The quiet, precious movement of God continues in Wilmore, Kentucky, on the campus of Asbury University. This is not the first time an extended movement has occurred there.
Similar movements happened in the 30s when a prayer meeting led by E. Stanly Jones lasted for many days. In the ’50s, two other activities occurred, and in 1970, a chapel service extended for seven days and nights. God used it as a catalyst to the nationwide revival called the Jesus Movement.
I’ve had the privilege of sitting in Hughes Auditorium, where this is happening, for the last two days, watching and experiencing this extraordinary movement. Only for the purposes of explanation (and no other reason), I would mention that I have been a pastor for 54 years serving in the Baptist stream.

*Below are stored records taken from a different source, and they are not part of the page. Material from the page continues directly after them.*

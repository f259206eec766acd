//! Feature Store Accessor: SQLite implementation.
//!
//! Holds case studies, their extracted features and predictions.
//! UNIQUE(case_study_id) on `extracted_features` and `predictions` is what
//! makes overlapping pipeline runs harmless; the check-then-act gates in the
//! orchestrator only keep the common path quiet.

use chrono::{DateTime, SecondsFormat, Utc};
use rusqlite::{params, Connection, OptionalExtension};
use uuid::Uuid;

use super::error::PipelineError;
use super::traits::FeatureStore;
use crate::db::DatabaseError;
use crate::models::*;

/// SQLite-backed feature store.
pub struct SqliteFeatureStore;

impl SqliteFeatureStore {
    pub fn new() -> Self {
        Self
    }
}

impl Default for SqliteFeatureStore {
    fn default() -> Self {
        Self::new()
    }
}

const CASE_STUDY_COLUMNS: &str = "id, text, processed, created_at";
const FEATURE_COLUMNS: &str = "id, case_study_id, features, created_at";
const PREDICTION_COLUMNS: &str = "id, case_study_id, grade, confidence, created_at";

impl FeatureStore for SqliteFeatureStore {
    fn insert_case_study(&self, conn: &Connection, case: &CaseStudy) -> Result<(), PipelineError> {
        conn.execute(
            "INSERT INTO case_studies (id, text, processed, created_at)
             VALUES (?1, ?2, ?3, ?4)",
            params![
                case.id.to_string(),
                case.text,
                case.processed as i32,
                format_timestamp(&case.created_at),
            ],
        )
        .map_err(sql_err)?;
        Ok(())
    }

    fn get_case_study(&self, conn: &Connection, id: &Uuid) -> Result<Option<CaseStudy>, PipelineError> {
        let row = conn
            .query_row(
                &format!("SELECT {CASE_STUDY_COLUMNS} FROM case_studies WHERE id = ?1"),
                params![id.to_string()],
                read_case_study_row,
            )
            .optional()
            .map_err(sql_err)?;

        row.map(case_study_from_row).transpose()
    }

    fn unprocessed_case_studies(&self, conn: &Connection) -> Result<Vec<CaseStudy>, PipelineError> {
        self.case_studies_by_flag(conn, false)
    }

    fn count_unprocessed(&self, conn: &Connection) -> Result<u32, PipelineError> {
        let count: u32 = conn
            .query_row(
                "SELECT COUNT(*) FROM case_studies WHERE processed = 0",
                [],
                |row| row.get(0),
            )
            .map_err(sql_err)?;
        Ok(count)
    }

    fn processed_case_studies(&self, conn: &Connection) -> Result<Vec<CaseStudy>, PipelineError> {
        self.case_studies_by_flag(conn, true)
    }

    fn insert_features(
        &self,
        conn: &Connection,
        features: &ExtractedFeatures,
    ) -> Result<bool, PipelineError> {
        let features_json = serde_json::to_string(&features.features)
            .map_err(|e| PipelineError::from(DatabaseError::Serialization(e.to_string())))?;

        let changed = conn
            .execute(
                "INSERT INTO extracted_features (id, case_study_id, features, created_at)
                 VALUES (?1, ?2, ?3, ?4)
                 ON CONFLICT(case_study_id) DO NOTHING",
                params![
                    features.id.to_string(),
                    features.case_study_id.to_string(),
                    features_json,
                    format_timestamp(&features.created_at),
                ],
            )
            .map_err(sql_err)?;

        Ok(changed == 1)
    }

    fn get_features(
        &self,
        conn: &Connection,
        case_study_id: &Uuid,
    ) -> Result<Option<ExtractedFeatures>, PipelineError> {
        let row = conn
            .query_row(
                &format!(
                    "SELECT {FEATURE_COLUMNS} FROM extracted_features WHERE case_study_id = ?1"
                ),
                params![case_study_id.to_string()],
                |row| {
                    Ok(FeatureRow {
                        id: row.get(0)?,
                        case_study_id: row.get(1)?,
                        features: row.get(2)?,
                        created_at: row.get(3)?,
                    })
                },
            )
            .optional()
            .map_err(sql_err)?;

        row.map(features_from_row).transpose()
    }

    fn mark_processed(&self, conn: &Connection, case_study_id: &Uuid) -> Result<bool, PipelineError> {
        let changed = conn
            .execute(
                "UPDATE case_studies SET processed = 1 WHERE id = ?1 AND processed = 0",
                params![case_study_id.to_string()],
            )
            .map_err(sql_err)?;
        Ok(changed == 1)
    }

    fn prediction_exists(&self, conn: &Connection, case_study_id: &Uuid) -> Result<bool, PipelineError> {
        let exists: bool = conn
            .query_row(
                "SELECT EXISTS(SELECT 1 FROM predictions WHERE case_study_id = ?1)",
                params![case_study_id.to_string()],
                |row| row.get(0),
            )
            .map_err(sql_err)?;
        Ok(exists)
    }

    fn insert_prediction(&self, conn: &Connection, prediction: &Prediction) -> Result<(), PipelineError> {
        conn.execute(
            "INSERT INTO predictions (id, case_study_id, grade, confidence, created_at)
             VALUES (?1, ?2, ?3, ?4, ?5)",
            params![
                prediction.id.to_string(),
                prediction.case_study_id.to_string(),
                prediction.grade.as_str(),
                prediction.confidence,
                format_timestamp(&prediction.created_at),
            ],
        )
        .map_err(sql_err)?;
        Ok(())
    }

    fn get_prediction(
        &self,
        conn: &Connection,
        case_study_id: &Uuid,
    ) -> Result<Option<Prediction>, PipelineError> {
        let row = conn
            .query_row(
                &format!("SELECT {PREDICTION_COLUMNS} FROM predictions WHERE case_study_id = ?1"),
                params![case_study_id.to_string()],
                read_prediction_row,
            )
            .optional()
            .map_err(sql_err)?;

        row.map(prediction_from_row).transpose()
    }

    fn list_predictions(&self, conn: &Connection) -> Result<Vec<Prediction>, PipelineError> {
        let mut stmt = conn
            .prepare(&format!(
                "SELECT {PREDICTION_COLUMNS} FROM predictions ORDER BY created_at ASC, id ASC"
            ))
            .map_err(sql_err)?;

        let rows = stmt.query_map([], read_prediction_row).map_err(sql_err)?;
        decode_rows(rows, "predictions", |row| row.id.clone(), prediction_from_row)
    }
}

impl SqliteFeatureStore {
    fn case_studies_by_flag(
        &self,
        conn: &Connection,
        processed: bool,
    ) -> Result<Vec<CaseStudy>, PipelineError> {
        let mut stmt = conn
            .prepare(&format!(
                "SELECT {CASE_STUDY_COLUMNS} FROM case_studies
                 WHERE processed = ?1
                 ORDER BY created_at ASC, id ASC"
            ))
            .map_err(sql_err)?;

        let rows = stmt
            .query_map(params![processed as i32], read_case_study_row)
            .map_err(sql_err)?;

        decode_rows(rows, "case_studies", |row| row.id.clone(), case_study_from_row)
    }
}

/// Decode a result set one row at a time. Rows another writer left in a shape
/// this service cannot read are logged and skipped; SQLite failures abort.
fn decode_rows<R, T>(
    rows: impl Iterator<Item = rusqlite::Result<R>>,
    table: &'static str,
    row_id: impl Fn(&R) -> String,
    decode: impl Fn(R) -> Result<T, PipelineError>,
) -> Result<Vec<T>, PipelineError> {
    let mut decoded = Vec::new();
    for row in rows {
        let row = match row {
            Ok(row) => row,
            Err(
                e @ (rusqlite::Error::InvalidColumnType(..)
                | rusqlite::Error::FromSqlConversionFailure(..)),
            ) => {
                tracing::warn!(table, error = %e, "Skipping unreadable row");
                continue;
            }
            Err(e) => return Err(sql_err(e)),
        };
        let id = row_id(&row);
        match decode(row) {
            Ok(item) => decoded.push(item),
            Err(PipelineError::Inconsistent(detail)) => {
                tracing::warn!(table, row_id = %id, error = %detail, "Skipping undecodable row");
            }
            Err(e) => return Err(e),
        }
    }
    Ok(decoded)
}

// ═══════════════════════════════════════════
// Row mapping
// ═══════════════════════════════════════════

struct CaseStudyRow {
    id: String,
    text: String,
    processed: i32,
    created_at: String,
}

struct FeatureRow {
    id: String,
    case_study_id: String,
    features: String,
    created_at: String,
}

struct PredictionRow {
    id: String,
    case_study_id: String,
    grade: String,
    confidence: Option<f64>,
    created_at: String,
}

fn read_case_study_row(row: &rusqlite::Row<'_>) -> rusqlite::Result<CaseStudyRow> {
    Ok(CaseStudyRow {
        id: row.get(0)?,
        text: row.get(1)?,
        processed: row.get(2)?,
        created_at: row.get(3)?,
    })
}

fn read_prediction_row(row: &rusqlite::Row<'_>) -> rusqlite::Result<PredictionRow> {
    Ok(PredictionRow {
        id: row.get(0)?,
        case_study_id: row.get(1)?,
        grade: row.get(2)?,
        confidence: row.get(3)?,
        created_at: row.get(4)?,
    })
}

fn case_study_from_row(row: CaseStudyRow) -> Result<CaseStudy, PipelineError> {
    Ok(CaseStudy {
        id: parse_uuid(&row.id)?,
        text: row.text,
        processed: row.processed != 0,
        created_at: parse_timestamp(&row.created_at)?,
    })
}

fn features_from_row(row: FeatureRow) -> Result<ExtractedFeatures, PipelineError> {
    let features: FeatureMap = serde_json::from_str(&row.features)
        .map_err(|e| PipelineError::from(DatabaseError::Serialization(e.to_string())))?;

    Ok(ExtractedFeatures {
        id: parse_uuid(&row.id)?,
        case_study_id: parse_uuid(&row.case_study_id)?,
        features,
        created_at: parse_timestamp(&row.created_at)?,
    })
}

fn prediction_from_row(row: PredictionRow) -> Result<Prediction, PipelineError> {
    let grade: Grade = row.grade.parse()?;
    Ok(Prediction {
        id: parse_uuid(&row.id)?,
        case_study_id: parse_uuid(&row.case_study_id)?,
        grade,
        confidence: row.confidence,
        created_at: parse_timestamp(&row.created_at)?,
    })
}

/// Millisecond RFC 3339 in UTC; sorts lexically in creation order.
fn format_timestamp(ts: &DateTime<Utc>) -> String {
    ts.to_rfc3339_opts(SecondsFormat::Millis, true)
}

fn parse_timestamp(s: &str) -> Result<DateTime<Utc>, PipelineError> {
    DateTime::parse_from_rfc3339(s)
        .map(|dt| dt.with_timezone(&Utc))
        .map_err(|e| {
            PipelineError::from(DatabaseError::Serialization(format!("bad timestamp {s}: {e}")))
        })
}

fn parse_uuid(s: &str) -> Result<Uuid, PipelineError> {
    Uuid::parse_str(s)
        .map_err(|e| PipelineError::from(DatabaseError::Serialization(format!("bad id {s}: {e}"))))
}

fn sql_err(e: rusqlite::Error) -> PipelineError {
    PipelineError::from(DatabaseError::Sqlite(e))
}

Revival touched down on our small Arkansas school in 1970 (Ouachita Baptist University). My wife and I witnessed firsthand the manifest presence of God as a noonday chapel went throughout the day, canceling classes and changing lives. We’ve never been the same.
I’ve been a student of God’s revival movements across history for 50 years. I traveled for several years to churches, helping them pursue God in revival. I was a founding member of the OneCry initiative that seeks to help pastors and churches pursue God for revival and spiritual awakening. I have spoken and written a great deal about this theme, for it is the desperate need of our day.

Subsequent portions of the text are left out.